Which is to highlight one of the most important questions relative to CREDO, one that Macke Raymond brought up in a recent WonkyFolk interview with Andy and me:

Are policy makers going to sustain a commitment to providing CREDO with the data it needs to keep doing this kind of analysis, which would ultimately provide conclusive evidence about whether Fordham’s improvement strategy for the charter school movement has proven successful, or are they not?

The scope of the attempt to erase data from the public education landscape is stunning. It is not, sadly, a Denver-only phenomenon, but is in fact a nationwide one. This spring, legislation was introduced in Congress designed to ensure that studies like CREDO are forever banned.

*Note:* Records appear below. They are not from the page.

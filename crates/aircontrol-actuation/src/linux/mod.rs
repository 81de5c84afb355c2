//! Linux gamepad backend (uinput via evdev).

pub mod uinput;

pub use uinput::UinputGamepad;
//! Player slots.

use serde::{Deserialize, Deserializer, Serialize};

use crate::error::TypesError;

/// Highest player index a relay session hands out.
pub const MAX_PLAYERS: u8 = 64;

/// A 1-based player slot.
///
/// The relay uses the full `1..=64` range; a direct-connect host only uses
/// the first few slots.
#[derive(
    Debug, Clone, Copy, PartialEq, Eq, Hash, PartialOrd, Ord, Serialize, Deserialize,
)]
#[serde(try_from = "i64", into = "u8")]
pub struct PlayerIndex(u8);

impl PlayerIndex {
    /// Slot 1, the default for bridges that do not ask for one.
    pub const FIRST: Self = Self(1);

    pub fn new(index: i64) -> Result<Self, TypesError> {
        match u8::try_from(index) {
            Ok(i) if (1..=MAX_PLAYERS).contains(&i) => Ok(Self(i)),
            _ => Err(TypesError::PlayerIndexOutOfRange {
                index,
                max: MAX_PLAYERS,
            }),
        }
    }

    pub fn get(self) -> u8 {
        self.0
    }

    /// Iterate `1..=max` in ascending order, capped at [`MAX_PLAYERS`].
    pub fn range(max: u8) -> impl Iterator<Item = Self> {
        (1..=max.min(MAX_PLAYERS)).map(Self)
    }

    /// Lenient deserialiser for request fields: accepts numbers or numeric
    /// strings, and turns anything missing, malformed or out of range into
    /// `None` instead of failing the whole request.
    pub fn deserialize_lenient<'de, D>(deserializer: D) -> Result<Option<Self>, D::Error>
    where
        D: Deserializer<'de>,
    {
        let value = Option::<serde_json::Value>::deserialize(deserializer)?;
        let raw = match value {
            Some(serde_json::Value::Number(n)) => n.as_i64(),
            Some(serde_json::Value::String(s)) => s.trim().parse::<i64>().ok(),
            _ => None,
        };
        Ok(raw.and_then(|i| Self::new(i).ok()))
    }
}

impl TryFrom<i64> for PlayerIndex {
    type Error = TypesError;

    fn try_from(value: i64) -> Result<Self, Self::Error> {
        Self::new(value)
    }
}

impl From<PlayerIndex> for u8 {
    fn from(index: PlayerIndex) -> Self {
        index.0
    }
}

impl std::fmt::Display for PlayerIndex {
    fn fmt(&self, f: &mut std::fmt::Formatter<'_>) -> std::fmt::Result {
        write!(f, "P{}", self.0)
    }
}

I find it revealing that the places with the strongest charter school performance …

… are the same places where support for erasing academic performance data is strongest.

Whether it’s Massachusetts where charter schools generate an additional 41 days of learning in reading per year.

Or New York, where charter schools generate an additional 75.

Or Illinois where it’s 40.

Perhaps most reassuring of all was what I didn’t hear at conference this year, which was any mourning the fact that the charter school movement’s demonstrated success isn’t somehow making our lives easier.

It used to be that many CharterFolk, myself certainly among them, believed that our success with students really mattered not only because it showed us fulfilling our mission, but because it would also help convince the rest of the world that it should make our path toward even greater impact an easier one.

We seem, finally, to be over that.

We recognize, of course, that phenomenal results with kids really matters, but in the advocacy realm it hardly matters at all.

People who oppose charter schools are going to continuing doing so no matter how well we do.

It’s why it’s so important that CharterFolk stay rooted in bedrock.

As Howard’s remarkable life attests, our ability to make progress over the decades has been a function of our willingness to struggle.

And no day without struggle awaits us if we remain intent on further progress.

Coming out of conference this year I sense us all being more firmly grounded in this awareness than we’ve ever been before.

That may be some of the most profound progress we’ve ever made as a movement.